Commissioners, federal judges, public defenders, probation officers 
and social activists had derided the guidelines as racially 
discriminatory and unfair.

The Conference of Mayors unanimously passed a resolution in June 
2007, saying "the war on drugs has failed" and called for social 
programs, not long prison terms, to fight drug abuse.

As a result of retroaction, about 3,800 inmates can petition the 
courts for a marginal reduction in their sentences this year after 
the policy goes into effect in March. About 1,400 inmates could be 
released immediately.

But that will not be easy, commissioners said. Inmates must convince 
judges that they deserve a sentence reduction, and federal 
prosecutors have vowed to fight each request for release.

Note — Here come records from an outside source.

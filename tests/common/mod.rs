//! Shared fixtures for integration tests

#![allow(dead_code)]

use serde_json::Value;
use std::sync::Arc;
use std::time::Duration;
use warehouse_mcp::context::RequestContext;
use warehouse_mcp::pool::{ConnectionPool, PoolConfig};
use warehouse_mcp::query::{ExecutorConfig, QueryExecutor};
use warehouse_mcp::telemetry::Telemetry;
use warehouse_mcp::tools::{Dispatcher, SqlGuard, ToolResult};
use warehouse_mcp::warehouse::MemoryWarehouse;

pub const EVENT_ROWS: usize = 50_000;

/// `public` (created first) and `analytics` with `events` and `users`
pub fn sample_warehouse() -> MemoryWarehouse {
    MemoryWarehouse::new()
        .with_table(
            "public",
            "accounts",
            &[("id", "integer", false), ("name", "character varying(64)", false)],
            3,
        )
        .with_table(
            "analytics",
            "users",
            &[("id", "bigint", false), ("email", "character varying(256)", false)],
            12,
        )
        .with_table(
            "analytics",
            "events",
            &[
                ("id", "bigint", false),
                ("ts", "timestamp without time zone", false),
                ("payload", "character varying", true),
            ],
            EVENT_ROWS,
        )
}

pub struct Harness {
    pub warehouse: MemoryWarehouse,
    pub telemetry: Telemetry,
    pub pool: Arc<ConnectionPool>,
    pub dispatcher: Arc<Dispatcher>,
}

pub fn pool_config(max_connections: usize) -> PoolConfig {
    PoolConfig {
        max_connections,
        min_connections: 0,
        acquire_timeout: Duration::from_secs(5),
        max_idle: Duration::from_secs(300),
        health_check_after: None,
    }
}

pub fn executor_config() -> ExecutorConfig {
    ExecutorConfig {
        fetch_batch_size: 500,
        max_rows: 10_000,
        default_statement_timeout: Some(Duration::from_secs(30)),
    }
}

pub fn harness_with(warehouse: MemoryWarehouse, pool: PoolConfig, executor: ExecutorConfig) -> Harness {
    let telemetry = Telemetry::new();
    let pool = ConnectionPool::new(Arc::new(warehouse.clone()), pool, telemetry.clone());
    let dispatcher = Arc::new(Dispatcher::new(
        Arc::clone(&pool),
        QueryExecutor::new(executor),
        SqlGuard::new(false),
        telemetry.clone(),
    ));
    Harness {
        warehouse,
        telemetry,
        pool,
        dispatcher,
    }
}

pub fn harness() -> Harness {
    harness_with(sample_warehouse(), pool_config(4), executor_config())
}

impl Harness {
    pub async fn call(&self, tool: &str, arguments: Value) -> ToolResult {
        self.dispatcher
            .dispatch(tool, &arguments, &RequestContext::new())
            .await
    }

    pub async fn call_with(&self, tool: &str, arguments: Value, ctx: &RequestContext) -> ToolResult {
        self.dispatcher.dispatch(tool, &arguments, ctx).await
    }
}

/// Success body, panicking with the error envelope otherwise
pub fn ok_json(result: &ToolResult) -> Value {
    assert!(!result.is_error(), "unexpected tool error: {}", result.to_json());
    result.to_json()
}

pub fn error_code(result: &ToolResult) -> String {
    assert!(result.is_error(), "expected an error, got {}", result.to_json());
    result.to_json()["kind"].as_str().unwrap_or_default().to_string()
}
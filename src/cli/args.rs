//! Command-line argument parsing for warehouse-mcp
//!
//! Provides clap-based CLI with subcommands and verbosity control. Flags
//! override values from the config file.

use crate::cli::config::{Config, SslModeSetting};
use clap::{Parser, Subcommand};
use std::path::PathBuf;

/// warehouse-mcp - Expose a Redshift-compatible warehouse to agents over MCP
#[derive(Parser, Debug)]
#[command(name = "warehouse-mcp")]
#[command(version)]
#[command(about = "Serve warehouse schema and SQL tools over MCP (stdio)", long_about = None)]
pub struct Args {
    /// Configuration file path (default: ~/.warehouse-mcp/config.toml)
    #[arg(short, long, env = "WAREHOUSE_MCP_CONFIG")]
    pub config: Option<PathBuf>,

    /// Warehouse host
    #[arg(long, env = "WAREHOUSE_HOST")]
    pub host: Option<String>,

    /// Warehouse port
    #[arg(long, env = "WAREHOUSE_PORT")]
    pub port: Option<u16>,

    /// Database name
    #[arg(long, env = "WAREHOUSE_DATABASE")]
    pub database: Option<String>,

    /// Database user
    #[arg(long, env = "WAREHOUSE_USER")]
    pub user: Option<String>,

    /// Database password
    #[arg(long, env = "WAREHOUSE_PASSWORD", hide_env_values = true)]
    pub password: Option<String>,

    /// TLS mode
    #[arg(long, value_enum)]
    pub sslmode: Option<SslModeSetting>,

    /// Maximum concurrent warehouse connections
    #[arg(long)]
    pub max_connections: Option<usize>,

    /// Statement timeout in seconds (0 disables)
    #[arg(long)]
    pub statement_timeout: Option<u64>,

    /// Maximum rows returned by one query
    #[arg(long)]
    pub max_rows: Option<usize>,

    /// Only allow SELECT/WITH/SHOW/EXPLAIN/VALUES statements
    #[arg(long)]
    pub read_only: bool,

    /// Verbosity level: -q (quiet), default (normal), -v (verbose), -vv (very verbose)
    #[arg(short, long, action = clap::ArgAction::Count)]
    pub verbose: u8,

    /// Only log errors
    #[arg(short, long)]
    pub quiet: bool,

    /// Subcommand (default: serve)
    #[command(subcommand)]
    pub command: Option<Commands>,
}

/// Available subcommands
#[derive(Subcommand, Debug, Clone, Copy, PartialEq, Eq)]
pub enum Commands {
    /// Run the MCP server on stdin/stdout
    Serve,

    /// Open one connection and run SELECT 1
    Check,

    /// Print the effective configuration (password redacted)
    Config,
}

/// Verbosity level enum
#[derive(Debug, Clone, Copy, PartialEq, Eq)]
pub enum Verbosity {
    Quiet,
    Normal,
    Verbose,
    VeryVerbose,
}

impl Args {
    /// Get verbosity level based on flags
    pub fn verbosity(&self) -> Verbosity {
        if self.quiet {
            Verbosity::Quiet
        } else {
            match self.verbose {
                0 => Verbosity::Normal,
                1 => Verbosity::Verbose,
                _ => Verbosity::VeryVerbose,
            }
        }
    }

    /// Subcommand to run
    pub fn command(&self) -> Commands {
        self.command.unwrap_or(Commands::Serve)
    }

    /// Overlay flag values on top of `config`
    pub fn apply(&self, config: &mut Config) {
        if let Some(host) = &self.host {
            config.warehouse.host = host.clone();
        }
        if let Some(port) = self.port {
            config.warehouse.port = port;
        }
        if let Some(database) = &self.database {
            config.warehouse.database = database.clone();
        }
        if let Some(user) = &self.user {
            config.warehouse.user = user.clone();
        }
        if let Some(password) = &self.password {
            config.warehouse.password = Some(password.clone());
        }
        if let Some(sslmode) = self.sslmode {
            config.warehouse.sslmode = sslmode;
        }
        if let Some(max) = self.max_connections {
            config.pool.max_connections = max;
        }
        if let Some(timeout) = self.statement_timeout {
            config.query.statement_timeout_sec = timeout;
        }
        if let Some(max_rows) = self.max_rows {
            config.query.max_rows = max_rows;
        }
        if self.read_only {
            config.query.read_only = true;
        }
    }
}

impl Verbosity {
    /// Convert to string representation
    pub fn as_str(&self) -> &'static str {
        match self {
            Verbosity::Quiet => "quiet",
            Verbosity::Normal => "normal",
            Verbosity::Verbose => "verbose",
            Verbosity::VeryVerbose => "very_verbose",
        }
    }

    /// Default `EnvFilter` directive when RUST_LOG is unset
    pub fn filter_directive(&self) -> &'static str {
        match self {
            Verbosity::Quiet => "warehouse_mcp=error",
            Verbosity::Normal => "warehouse_mcp=info",
            Verbosity::Verbose => "warehouse_mcp=debug",
            Verbosity::VeryVerbose => "warehouse_mcp=trace,tokio_postgres=debug",
        }
    }
}

#[cfg(test)]
mod tests {
    use super::*;

    fn parse(argv: &[&str]) -> Args {
        Args::try_parse_from(argv).unwrap()
    }

    #[test]
    fn test_verbosity_levels() {
        assert_eq!(parse(&["warehouse-mcp"]).verbosity(), Verbosity::Normal);
        assert_eq!(parse(&["warehouse-mcp", "-q"]).verbosity(), Verbosity::Quiet);
        assert_eq!(parse(&["warehouse-mcp", "-v"]).verbosity(), Verbosity::Verbose);
        assert_eq!(parse(&["warehouse-mcp", "-vv"]).verbosity(), Verbosity::VeryVerbose);
    }

    #[test]
    fn test_default_command_is_serve() {
        assert_eq!(parse(&["warehouse-mcp"]).command(), Commands::Serve);
        assert_eq!(parse(&["warehouse-mcp", "check"]).command(), Commands::Check);
        assert_eq!(parse(&["warehouse-mcp", "config"]).command(), Commands::Config);
    }

    #[test]
    fn test_flags_override_config() {
        let args = parse(&[
            "warehouse-mcp",
            "--host",
            "cluster.example.com",
            "--port",
            "5440",
            "--sslmode",
            "disable",
            "--max-connections",
            "3",
            "--max-rows",
            "100",
            "--read-only",
        ]);
        let mut config = Config::default();
        args.apply(&mut config);

        assert_eq!(config.warehouse.host, "cluster.example.com");
        assert_eq!(config.warehouse.port, 5440);
        assert_eq!(config.warehouse.sslmode, SslModeSetting::Disable);
        assert_eq!(config.pool.max_connections, 3);
        assert_eq!(config.query.max_rows, 100);
        assert!(config.query.read_only);
        assert_eq!(config.warehouse.database, "dev");
    }

    #[test]
    fn test_invalid_sslmode_rejected() {
        assert!(Args::try_parse_from(["warehouse-mcp", "--sslmode", "maybe"]).is_err());
    }
}
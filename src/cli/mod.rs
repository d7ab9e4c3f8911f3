//! CLI module for warehouse-mcp
//!
//! Handles command-line argument parsing and configuration management.

pub mod args;
pub mod config;

pub use args::{Args, Commands, Verbosity};
pub use config::{Config, SslModeSetting, WarehouseConfig};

"This is no 'get out of jail free' card," said Mary Price, vice 
president and general counsel for Families Against Mandatory Minimums.

"Rather than whipping up fear about the pending release of 'violent 
gang members,' the attorney general should be reassuring the mayors 
that U.S. attorneys will be rolling up their sleeves and doing their 
jobs . . . and in cases where they think reductions are not 
appropriate, making those arguments to the court."

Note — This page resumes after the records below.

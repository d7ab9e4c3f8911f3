//! Warehouse value types
//!
//! Conversion between PostgreSQL wire values and the protocol's scalars.
//! Numeric values travel as decimal-exact strings, never floats.

use crate::warehouse::numeric;
use bytes::BytesMut;
use chrono::{DateTime, NaiveDate, NaiveDateTime, NaiveTime, SecondsFormat, Utc};
use serde::{Deserialize, Serialize, Serializer};
use std::error::Error as StdError;
use std::fmt::Write as _;
use tokio_postgres::types::{to_sql_checked, FromSql, IsNull, Kind, ToSql, Type};

type BoxError = Box<dyn StdError + Sync + Send>;

/// Column metadata for a result set
#[derive(Debug, Clone, PartialEq, Eq, Serialize, Deserialize)]
pub struct ColumnDescriptor {
    /// Column label as returned by the warehouse
    pub name: String,

    /// Warehouse type name (e.g. `int8`, `numeric`, `varchar`)
    pub type_name: String,

    /// Nullability, when the backend reports it
    #[serde(skip_serializing_if = "Option::is_none")]
    pub nullable: Option<bool>,
}

impl ColumnDescriptor {
    pub fn new(name: impl Into<String>, type_name: impl Into<String>) -> Self {
        Self {
            name: name.into(),
            type_name: type_name.into(),
            nullable: None,
        }
    }

    pub fn with_nullable(mut self, nullable: bool) -> Self {
        self.nullable = Some(nullable);
        self
    }
}

/// A single decoded cell
#[derive(Debug, Clone, PartialEq)]
pub enum CellValue {
    Null,
    Bool(bool),
    Int(i64),
    Float(f64),
    /// Arbitrary-precision decimal kept as its exact text form
    Decimal(String),
    Text(String),
    Json(serde_json::Value),
}

/// One row, aligned to the result set's columns
pub type Row = Vec<CellValue>;

impl CellValue {
    pub fn as_str(&self) -> Option<&str> {
        match self {
            CellValue::Text(s) | CellValue::Decimal(s) => Some(s),
            _ => None,
        }
    }

    pub fn as_i64(&self) -> Option<i64> {
        match self {
            CellValue::Int(v) => Some(*v),
            _ => None,
        }
    }

    pub fn is_null(&self) -> bool {
        matches!(self, CellValue::Null)
    }
}

impl Serialize for CellValue {
    fn serialize<S: Serializer>(&self, serializer: S) -> Result<S::Ok, S::Error> {
        match self {
            CellValue::Null => serializer.serialize_unit(),
            CellValue::Bool(v) => serializer.serialize_bool(*v),
            CellValue::Int(v) => serializer.serialize_i64(*v),
            CellValue::Float(v) if v.is_finite() => serializer.serialize_f64(*v),
            CellValue::Float(v) if v.is_nan() => serializer.serialize_str("NaN"),
            CellValue::Float(v) if *v > 0.0 => serializer.serialize_str("Infinity"),
            CellValue::Float(_) => serializer.serialize_str("-Infinity"),
            CellValue::Decimal(s) | CellValue::Text(s) => serializer.serialize_str(s),
            CellValue::Json(v) => v.serialize(serializer),
        }
    }
}

fn is_text_type(ty: &Type) -> bool {
    matches!(
        *ty,
        Type::TEXT | Type::VARCHAR | Type::BPCHAR | Type::NAME | Type::UNKNOWN
    )
}

impl<'a> FromSql<'a> for CellValue {
    fn from_sql(ty: &Type, raw: &'a [u8]) -> Result<Self, BoxError> {
        if let Kind::Domain(base) = ty.kind() {
            return Self::from_sql(base, raw);
        }
        let value = match *ty {
            Type::BOOL => CellValue::Bool(bool::from_sql(ty, raw)?),
            Type::INT2 => CellValue::Int(i16::from_sql(ty, raw)? as i64),
            Type::INT4 => CellValue::Int(i32::from_sql(ty, raw)? as i64),
            Type::INT8 => CellValue::Int(i64::from_sql(ty, raw)?),
            Type::OID => CellValue::Int(u32::from_sql(ty, raw)? as i64),
            Type::FLOAT4 => CellValue::Float(f32::from_sql(ty, raw)? as f64),
            Type::FLOAT8 => CellValue::Float(f64::from_sql(ty, raw)?),
            Type::NUMERIC => CellValue::Decimal(numeric::decode(raw)?),
            Type::DATE => CellValue::Text(NaiveDate::from_sql(ty, raw)?.format("%Y-%m-%d").to_string()),
            Type::TIME => CellValue::Text(NaiveTime::from_sql(ty, raw)?.format("%H:%M:%S%.f").to_string()),
            Type::TIMESTAMP => CellValue::Text(
                NaiveDateTime::from_sql(ty, raw)?
                    .format("%Y-%m-%dT%H:%M:%S%.f")
                    .to_string(),
            ),
            Type::TIMESTAMPTZ => CellValue::Text(
                DateTime::<Utc>::from_sql(ty, raw)?.to_rfc3339_opts(SecondsFormat::AutoSi, true),
            ),
            Type::JSON | Type::JSONB => CellValue::Json(serde_json::Value::from_sql(ty, raw)?),
            Type::UUID => CellValue::Text(uuid::Uuid::from_sql(ty, raw)?.to_string()),
            Type::BYTEA => {
                let mut hex = String::with_capacity(2 + raw.len() * 2);
                hex.push_str("\\x");
                for byte in raw {
                    let _ = write!(hex, "{:02x}", byte);
                }
                CellValue::Text(hex)
            }
            _ if <&str as FromSql>::accepts(ty) => CellValue::Text(<&str>::from_sql(ty, raw)?.to_string()),
            _ => return Err(format!("unsupported column type {}", ty.name()).into()),
        };
        Ok(value)
    }

    fn from_sql_null(_ty: &Type) -> Result<Self, BoxError> {
        Ok(CellValue::Null)
    }

    fn accepts(_ty: &Type) -> bool {
        true
    }
}

/// A bound statement parameter
#[derive(Debug, Clone, PartialEq, Serialize)]
#[serde(untagged)]
pub enum QueryParam {
    Null,
    Bool(bool),
    Int(i64),
    Float(f64),
    Text(String),
    Decimal(String),
}

impl QueryParam {
    /// Build a decimal parameter, rejecting malformed literals
    pub fn decimal(literal: impl Into<String>) -> Result<Self, String> {
        let literal = literal.into();
        if numeric::is_decimal_literal(&literal) {
            Ok(QueryParam::Decimal(literal))
        } else {
            Err(format!("'{}' is not a decimal literal", literal))
        }
    }

    fn kind(&self) -> &'static str {
        match self {
            QueryParam::Null => "null",
            QueryParam::Bool(_) => "boolean",
            QueryParam::Int(_) => "integer",
            QueryParam::Float(_) => "float",
            QueryParam::Text(_) => "text",
            QueryParam::Decimal(_) => "decimal",
        }
    }
}

fn mismatch(param: &QueryParam, ty: &Type) -> BoxError {
    format!("cannot bind {} parameter as {}", param.kind(), ty.name()).into()
}

impl ToSql for QueryParam {
    fn to_sql(&self, ty: &Type, out: &mut BytesMut) -> Result<IsNull, BoxError> {
        if let Kind::Domain(base) = ty.kind() {
            return self.to_sql(base, out);
        }
        match self {
            QueryParam::Null => Ok(IsNull::Yes),
            QueryParam::Bool(v) => match *ty {
                Type::BOOL => v.to_sql(ty, out),
                _ if is_text_type(ty) => v.to_string().as_str().to_sql(ty, out),
                _ => Err(mismatch(self, ty)),
            },
            QueryParam::Int(v) => match *ty {
                Type::INT2 => i16::try_from(*v)?.to_sql(ty, out),
                Type::INT4 => i32::try_from(*v)?.to_sql(ty, out),
                Type::INT8 => v.to_sql(ty, out),
                Type::OID => u32::try_from(*v)?.to_sql(ty, out),
                Type::FLOAT4 => (*v as f32).to_sql(ty, out),
                Type::FLOAT8 => (*v as f64).to_sql(ty, out),
                Type::NUMERIC => {
                    numeric::encode(&v.to_string(), out)?;
                    Ok(IsNull::No)
                }
                _ if is_text_type(ty) => v.to_string().as_str().to_sql(ty, out),
                _ => Err(mismatch(self, ty)),
            },
            QueryParam::Float(v) => match *ty {
                Type::FLOAT4 => (*v as f32).to_sql(ty, out),
                Type::FLOAT8 => v.to_sql(ty, out),
                Type::NUMERIC if v.is_finite() => {
                    numeric::encode(&v.to_string(), out)?;
                    Ok(IsNull::No)
                }
                _ if is_text_type(ty) => v.to_string().as_str().to_sql(ty, out),
                _ => Err(mismatch(self, ty)),
            },
            QueryParam::Text(s) => match *ty {
                Type::NUMERIC => {
                    numeric::encode(s, out)?;
                    Ok(IsNull::No)
                }
                Type::INT2 | Type::INT4 | Type::INT8 => {
                    QueryParam::Int(s.trim().parse::<i64>()?).to_sql(ty, out)
                }
                Type::FLOAT4 | Type::FLOAT8 => {
                    QueryParam::Float(s.trim().parse::<f64>()?).to_sql(ty, out)
                }
                Type::BOOL => QueryParam::Bool(s.trim().parse::<bool>()?).to_sql(ty, out),
                _ if <&str as ToSql>::accepts(ty) => s.as_str().to_sql(ty, out),
                _ => Err(mismatch(self, ty)),
            },
            QueryParam::Decimal(s) => match *ty {
                Type::NUMERIC => {
                    numeric::encode(s, out)?;
                    Ok(IsNull::No)
                }
                Type::FLOAT4 | Type::FLOAT8 => {
                    QueryParam::Float(s.parse::<f64>()?).to_sql(ty, out)
                }
                Type::INT2 | Type::INT4 | Type::INT8 => {
                    QueryParam::Int(s.parse::<i64>()?).to_sql(ty, out)
                }
                _ if is_text_type(ty) => s.as_str().to_sql(ty, out),
                _ => Err(mismatch(self, ty)),
            },
        }
    }

    fn accepts(_ty: &Type) -> bool {
        true
    }

    to_sql_checked!();
}

#[cfg(test)]
mod tests {
    use super::*;
    use serde_json::json;

    fn decode(ty: &Type, raw: &[u8]) -> CellValue {
        CellValue::from_sql(ty, raw).unwrap()
    }

    #[test]
    fn test_integer_and_bool_decoding() {
        assert_eq!(decode(&Type::INT8, &42i64.to_be_bytes()), CellValue::Int(42));
        assert_eq!(decode(&Type::INT4, &(-7i32).to_be_bytes()), CellValue::Int(-7));
        assert_eq!(decode(&Type::BOOL, &[1]), CellValue::Bool(true));
    }

    #[test]
    fn test_text_decoding() {
        assert_eq!(
            decode(&Type::VARCHAR, b"hello"),
            CellValue::Text("hello".to_string())
        );
    }

    #[test]
    fn test_numeric_decodes_to_exact_string() {
        let mut buf = BytesMut::new();
        numeric::encode("12345.6789", &mut buf).unwrap();
        assert_eq!(
            decode(&Type::NUMERIC, &buf),
            CellValue::Decimal("12345.6789".to_string())
        );
    }

    #[test]
    fn test_null_decoding() {
        assert_eq!(CellValue::from_sql_null(&Type::INT8).unwrap(), CellValue::Null);
    }

    #[test]
    fn test_bytea_hex() {
        assert_eq!(
            decode(&Type::BYTEA, &[0xde, 0xad]),
            CellValue::Text("\\xdead".to_string())
        );
    }

    #[test]
    fn test_cell_serialization() {
        let row = vec![
            CellValue::Null,
            CellValue::Int(3),
            CellValue::Decimal("0.10".to_string()),
            CellValue::Float(f64::NAN),
            CellValue::Float(f64::NEG_INFINITY),
            CellValue::Json(json!({"a": 1})),
        ];
        assert_eq!(
            serde_json::to_value(&row).unwrap(),
            json!([null, 3, "0.10", "NaN", "-Infinity", {"a": 1}])
        );
    }

    #[test]
    fn test_decimal_param_binds_as_text_unchanged() {
        let param = QueryParam::decimal("12345.6789").unwrap();
        let mut buf = BytesMut::new();
        param.to_sql(&Type::TEXT, &mut buf).unwrap();
        assert_eq!(&buf[..], b"12345.6789");
    }

    #[test]
    fn test_decimal_param_binds_as_numeric() {
        let param = QueryParam::decimal("-0.005").unwrap();
        let mut buf = BytesMut::new();
        param.to_sql(&Type::NUMERIC, &mut buf).unwrap();
        assert_eq!(numeric::decode(&buf).unwrap(), "-0.005");
    }

    #[test]
    fn test_malformed_decimal_rejected() {
        assert!(QueryParam::decimal("12.3.4").is_err());
        assert!(QueryParam::decimal("abc").is_err());
    }

    #[test]
    fn test_int_param_out_of_range_for_int2() {
        let mut buf = BytesMut::new();
        assert!(QueryParam::Int(100_000).to_sql(&Type::INT2, &mut buf).is_err());
    }

    #[test]
    fn test_bool_param_rejects_timestamp() {
        let mut buf = BytesMut::new();
        match QueryParam::Bool(true).to_sql(&Type::TIMESTAMP, &mut buf) {
            Err(err) => assert!(err.to_string().contains("cannot bind boolean")),
            Ok(_) => panic!("boolean must not bind as timestamp"),
        }
    }
}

The millions sought by the administration would bolster the $75 
million that Congress approved last year for the Violent Crime 
Reduction Partnership. The partnership is part of the Justice 
Department's effort to help local law enforcement agencies put a 
damper on violent crime.

Mukasey said local police are the eyes and ears of his department, 
and are "critical closeness to the people we all protect. With 
800,000 state and local law enforcement officials, compared to fewer 
than 25,000 DOJ federal agents . . . there is no doubt that we learn 
from you, that we support you."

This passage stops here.